Mahkamah Konstitusi (MK) menggelar sidang pendahuluan permohonan terkait kontrak politik dalam pencalonan pemilu. Perkara Nomor 14/PUU-XV/2017 tersebut diajukan Kurnia Irawan Harahap, seorang praktisi hukum.
Pemohon memohonkan uji materiil dari tiga undang-undang, yakni Pasal 94 ayat (2) huruf c UU Nomor 42 Tahun 2008 tentang Pemilihan Umum Presiden dan Wakil Presiden (UU Pilpres), UU Nomor 8 Tahun 2012 tentang Pemilihan Umum Anggota DPR, DPD, dan DPRD (UU Pileg), dan Pasal 47 ayat (1) (2) (3) (4) UU No. 10 Tahun 2016 tentang Pemilihan Gubernur, Bupati, dan Walikota.
Dalam permohonannya, pemohon menjelaskan fenomena mahar politik yang masih marak di Indonesia, utamanya ketika seorang calon meminta dukungan untuk maju dalam pemilihan umum. “Masih terdapat kabar adanya partai yang mensyaratkan sejumlah biaya sebagai mahar politik. Ini sebagai syarat agar didukung parpol yang ada,” jelasnya.
Lebih lanjut, dia menyebut negara belum mengatur tentang praktik mahar politik dan kontrak politik dalam pemilihan presiden dan wakil presiden serta dalam pemilihan anggota dewan perwakilan rakyat, dewan perwakilan daerah, dan dewan perwakilan rakyat daerah. Sementara itu, dalam UU Pilkada telah diatur dengan tegas bahwa tidak boleh ada transaksi uang dari calon kepala daerah kepada partai politik.
“Terdapat diskriminasi dalam mengatur tentang larangan mahar politik dalam sistem peraturan perundang-undangan Indonesia karena hanya pemilihan kepala daerah saja yang memiliki aturan larangan praktik mahar politik, tetapi tidak melarang kontrak politik. Sedangkan untuk pemilihan presiden dan pemilihan legislatif sama sekali tidak ada larangan praktik mahar politik dan kontrak politik,” ujarnya.
Menurut pemohon perlu adanya larangan praktik kontrak politik di Indonesia. Sebab tindakan kontrak politik merupakan perilaku yang tidak memihak kepada rakyat kecil. Oleh karena itu, pemohon meminta MK mengeluarkan keputusan yang memberlakukan larangan mahar politik dalam pemilihan presiden, pemilihan legislatif, dan pemilihan kepala daerah.
Salah Alamat
Hakim Konstitusi Maria Farida Indrati selaku ketua panel menyebut permohonan salah alamat. Pada initinya, pemohon menginginkan frasa kontrak politik dan mahar dicantumkan dalam undang-undang yang diujikan. “Kalau lihat seperti itu mestinya permohonannya enggak ke sini, tapi ke pembentuk undang-undang (DPR) karena itu legislative review,” jelasnya.

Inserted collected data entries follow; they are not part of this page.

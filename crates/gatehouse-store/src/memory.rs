//! `MemoryStore`: the catalog, roles and principals in process memory.
//!
//! Behaves like [`SqliteStore`](crate::SqliteStore), including cascades,
//! name uniqueness and the revision counter, so tests and embedded callers
//! can swap one for the other.

use std::collections::{BTreeMap, BTreeSet, HashMap};
use std::sync::{RwLock, RwLockReadGuard, RwLockWriteGuard};

use async_trait::async_trait;

use gatehouse_core::{
    NewPermission, NewPrincipal, NewRole, Permission, PermissionId, PrincipalId, PrincipalRecord,
    Role, RoleId, RoleUpdate,
};

use crate::error::{EntityRef, Result, StoreError};
use crate::traits::{AssignResult, LoadedRoles, RemoveResult, Store};

/// Store backed by maps under one `RwLock`.
///
/// All data is lost when the store is dropped. Thread-safe via RwLock; each
/// mutation validates and applies under a single write guard.
pub struct MemoryStore {
    inner: RwLock<MemoryStoreInner>,
}

#[derive(Default)]
struct MemoryStoreInner {
    /// Last assigned ids. Ids are never reused.
    last_permission_id: i64,
    last_role_id: i64,

    permissions: BTreeMap<PermissionId, Permission>,

    roles: BTreeMap<RoleId, StoredRole>,

    principals: HashMap<PrincipalId, PrincipalRecord>,

    /// Principal -> held role ids.
    principal_roles: HashMap<PrincipalId, BTreeSet<RoleId>>,

    revision: u64,
}

struct StoredRole {
    name: String,
    permissions: BTreeSet<PermissionId>,
}

impl MemoryStoreInner {
    fn materialize(&self, id: RoleId, stored: &StoredRole) -> Role {
        let permissions = stored
            .permissions
            .iter()
            .filter_map(|pid| self.permissions.get(pid).cloned())
            .collect();
        Role::new(id, stored.name.clone(), permissions)
    }

    fn role(&self, id: RoleId) -> Option<Role> {
        self.roles.get(&id).map(|stored| self.materialize(id, stored))
    }

    fn role_name_taken(&self, name: &str, except: Option<RoleId>) -> bool {
        self.roles
            .iter()
            .any(|(id, r)| r.name == name && Some(*id) != except)
    }

    fn check_permissions_exist(&self, ids: &[PermissionId]) -> Result<()> {
        match ids.iter().find(|id| !self.permissions.contains_key(id)) {
            Some(missing) => Err(StoreError::NotFound(EntityRef::Permission(*missing))),
            None => Ok(()),
        }
    }

    fn bump(&mut self) {
        self.revision += 1;
    }
}

impl MemoryStore {
    /// Create a new empty in-memory store.
    pub fn new() -> Self {
        Self {
            inner: RwLock::new(MemoryStoreInner::default()),
        }
    }

    fn read(&self) -> Result<RwLockReadGuard<'_, MemoryStoreInner>> {
        self.inner
            .read()
            .map_err(|e| StoreError::Poisoned(e.to_string()))
    }

    fn write(&self) -> Result<RwLockWriteGuard<'_, MemoryStoreInner>> {
        self.inner
            .write()
            .map_err(|e| StoreError::Poisoned(e.to_string()))
    }
}

impl Default for MemoryStore {
    fn default() -> Self {
        Self::new()
    }
}

#[async_trait]
impl Store for MemoryStore {
    async fn insert_permission(&self, new: &NewPermission) -> Result<Permission> {
        let mut inner = self.write()?;

        if inner.permissions.values().any(|p| p.name == new.name) {
            return Err(StoreError::Conflict {
                entity: "permission",
                name: new.name.clone(),
            });
        }

        inner.last_permission_id += 1;
        let permission = Permission {
            id: PermissionId(inner.last_permission_id),
            name: new.name.clone(),
            description: new.description.clone(),
        };
        inner.permissions.insert(permission.id, permission.clone());
        inner.bump();

        Ok(permission)
    }

    async fn get_permission(&self, id: PermissionId) -> Result<Option<Permission>> {
        Ok(self.read()?.permissions.get(&id).cloned())
    }

    async fn find_permission_by_name(&self, name: &str) -> Result<Option<Permission>> {
        let inner = self.read()?;
        Ok(inner.permissions.values().find(|p| p.name == name).cloned())
    }

    async fn list_permissions(&self) -> Result<Vec<Permission>> {
        Ok(self.read()?.permissions.values().cloned().collect())
    }

    async fn delete_permission(&self, id: PermissionId) -> Result<()> {
        let mut inner = self.write()?;

        if inner.permissions.remove(&id).is_none() {
            return Err(StoreError::NotFound(EntityRef::Permission(id)));
        }
        for role in inner.roles.values_mut() {
            role.permissions.remove(&id);
        }
        inner.bump();

        Ok(())
    }

    async fn insert_role(&self, new: &NewRole) -> Result<Role> {
        let mut inner = self.write()?;

        inner.check_permissions_exist(&new.permission_ids)?;
        if inner.role_name_taken(&new.name, None) {
            return Err(StoreError::Conflict {
                entity: "role",
                name: new.name.clone(),
            });
        }

        inner.last_role_id += 1;
        let id = RoleId(inner.last_role_id);
        inner.roles.insert(
            id,
            StoredRole {
                name: new.name.clone(),
                permissions: new.permission_ids.iter().copied().collect(),
            },
        );
        inner.bump();

        inner
            .role(id)
            .ok_or(StoreError::NotFound(EntityRef::Role(id)))
    }

    async fn get_role(&self, id: RoleId) -> Result<Option<Role>> {
        Ok(self.read()?.role(id))
    }

    async fn find_role_by_name(&self, name: &str) -> Result<Option<Role>> {
        let inner = self.read()?;
        Ok(inner
            .roles
            .iter()
            .find(|(_, r)| r.name == name)
            .map(|(id, stored)| inner.materialize(*id, stored)))
    }

    async fn list_roles(&self) -> Result<Vec<Role>> {
        let inner = self.read()?;
        Ok(inner
            .roles
            .iter()
            .map(|(id, stored)| inner.materialize(*id, stored))
            .collect())
    }

    async fn update_role(&self, id: RoleId, update: &RoleUpdate) -> Result<Role> {
        let mut inner = self.write()?;

        if !inner.roles.contains_key(&id) {
            return Err(StoreError::NotFound(EntityRef::Role(id)));
        }
        if let Some(name) = &update.name {
            if inner.role_name_taken(name, Some(id)) {
                return Err(StoreError::Conflict {
                    entity: "role",
                    name: name.clone(),
                });
            }
        }
        if let Some(ids) = &update.permission_ids {
            inner.check_permissions_exist(ids)?;
        }

        if !update.is_empty() {
            if let Some(stored) = inner.roles.get_mut(&id) {
                if let Some(name) = &update.name {
                    stored.name = name.clone();
                }
                if let Some(ids) = &update.permission_ids {
                    stored.permissions = ids.iter().copied().collect();
                }
            }
            inner.bump();
        }

        inner
            .role(id)
            .ok_or(StoreError::NotFound(EntityRef::Role(id)))
    }

    async fn add_role_permission(
        &self,
        role: RoleId,
        permission: PermissionId,
    ) -> Result<AssignResult> {
        let mut inner = self.write()?;

        if !inner.permissions.contains_key(&permission) {
            return Err(StoreError::NotFound(EntityRef::Permission(permission)));
        }
        let stored = inner
            .roles
            .get_mut(&role)
            .ok_or(StoreError::NotFound(EntityRef::Role(role)))?;

        if !stored.permissions.insert(permission) {
            return Ok(AssignResult::AlreadyAssigned);
        }
        inner.bump();
        Ok(AssignResult::Assigned)
    }

    async fn remove_role_permission(
        &self,
        role: RoleId,
        permission: PermissionId,
    ) -> Result<RemoveResult> {
        let mut inner = self.write()?;

        let stored = inner
            .roles
            .get_mut(&role)
            .ok_or(StoreError::NotFound(EntityRef::Role(role)))?;

        if !stored.permissions.remove(&permission) {
            return Ok(RemoveResult::NotAssigned);
        }
        inner.bump();
        Ok(RemoveResult::Removed)
    }

    async fn delete_role(&self, id: RoleId) -> Result<()> {
        let mut inner = self.write()?;

        if inner.roles.remove(&id).is_none() {
            return Err(StoreError::NotFound(EntityRef::Role(id)));
        }
        for held in inner.principal_roles.values_mut() {
            held.remove(&id);
        }
        inner.bump();

        Ok(())
    }

    async fn delete_roles(&self, ids: &[RoleId]) -> Result<usize> {
        let mut inner = self.write()?;

        let mut deleted = 0;
        for id in ids {
            if inner.roles.remove(id).is_some() {
                deleted += 1;
                for held in inner.principal_roles.values_mut() {
                    held.remove(id);
                }
            }
        }

        if deleted == 0 {
            return Err(StoreError::NotFound(EntityRef::Roles(ids.to_vec())));
        }
        inner.bump();
        Ok(deleted)
    }

    async fn insert_principal(&self, new: &NewPrincipal) -> Result<PrincipalRecord> {
        self.insert_principal_with_roles(new, &[]).await
    }

    async fn insert_principal_with_roles(
        &self,
        new: &NewPrincipal,
        roles: &[RoleId],
    ) -> Result<PrincipalRecord> {
        let mut inner = self.write()?;

        if inner.principals.contains_key(&new.id) {
            return Err(StoreError::DuplicatePrincipal(new.id));
        }
        if let Some(missing) = roles.iter().find(|id| !inner.roles.contains_key(*id)) {
            return Err(StoreError::NotFound(EntityRef::Role(*missing)));
        }

        let record = PrincipalRecord {
            id: new.id,
            tenant: new.tenant,
            status: new.status,
        };
        inner.principals.insert(new.id, record.clone());
        inner
            .principal_roles
            .insert(new.id, roles.iter().copied().collect());
        inner.bump();

        Ok(record)
    }

    async fn get_principal(&self, id: PrincipalId) -> Result<Option<PrincipalRecord>> {
        Ok(self.read()?.principals.get(&id).cloned())
    }

    async fn load_roles(&self, id: PrincipalId) -> Result<Option<LoadedRoles>> {
        let inner = self.read()?;

        let Some(record) = inner.principals.get(&id) else {
            return Ok(None);
        };
        let roles = inner
            .principal_roles
            .get(&id)
            .into_iter()
            .flatten()
            .filter_map(|role_id| inner.role(*role_id))
            .collect();

        Ok(Some(LoadedRoles {
            record: record.clone(),
            roles,
        }))
    }

    async fn add_principal_role(
        &self,
        principal: PrincipalId,
        role: RoleId,
    ) -> Result<AssignResult> {
        let mut inner = self.write()?;

        if !inner.principals.contains_key(&principal) {
            return Err(StoreError::NotFound(EntityRef::Principal(principal)));
        }
        if !inner.roles.contains_key(&role) {
            return Err(StoreError::NotFound(EntityRef::Role(role)));
        }

        if !inner.principal_roles.entry(principal).or_default().insert(role) {
            return Ok(AssignResult::AlreadyAssigned);
        }
        inner.bump();
        Ok(AssignResult::Assigned)
    }

    async fn remove_principal_role(
        &self,
        principal: PrincipalId,
        role: RoleId,
    ) -> Result<RemoveResult> {
        let mut inner = self.write()?;

        if !inner.principals.contains_key(&principal) {
            return Err(StoreError::NotFound(EntityRef::Principal(principal)));
        }

        let removed = inner
            .principal_roles
            .get_mut(&principal)
            .map_or(false, |held| held.remove(&role));
        if !removed {
            return Ok(RemoveResult::NotAssigned);
        }
        inner.bump();
        Ok(RemoveResult::Removed)
    }

    async fn revision(&self) -> Result<u64> {
        Ok(self.read()?.revision)
    }
}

Selain itu, Maria menilai pemohon tidak memiliki legal standing yang jelas. Pemohon diminta menjelaskan kerugian konstitusional secara spesifik atau khusus, yakni adanya hubungan sebab-akibat antara kerugian dimaksud dan berlakunya undang-undang yang dimohonkan pengujian.
Senada, Hakim Konstitusi Aswanto menegaskan MK tidak boleh menambah norma. “Kalau ingin menambah norma seharusnya diajukan ke DPR,” tegasnya.
Terkait legal standing, Aswanto meminta pemohon meyakinkan MK bahwa dirinya telah atau akan dirugikan hak konstitusionalnya karena tidak tercantumnya norma tersebut. ”Saudara misalnya menguraikan, saya ini mau jadi calon gubernur di Jakarta, tapi menjadi tidak bisa karena saya tidak punya dana untuk menyerahkan mahar, misalnya ke partai tertentu,” jelasnya.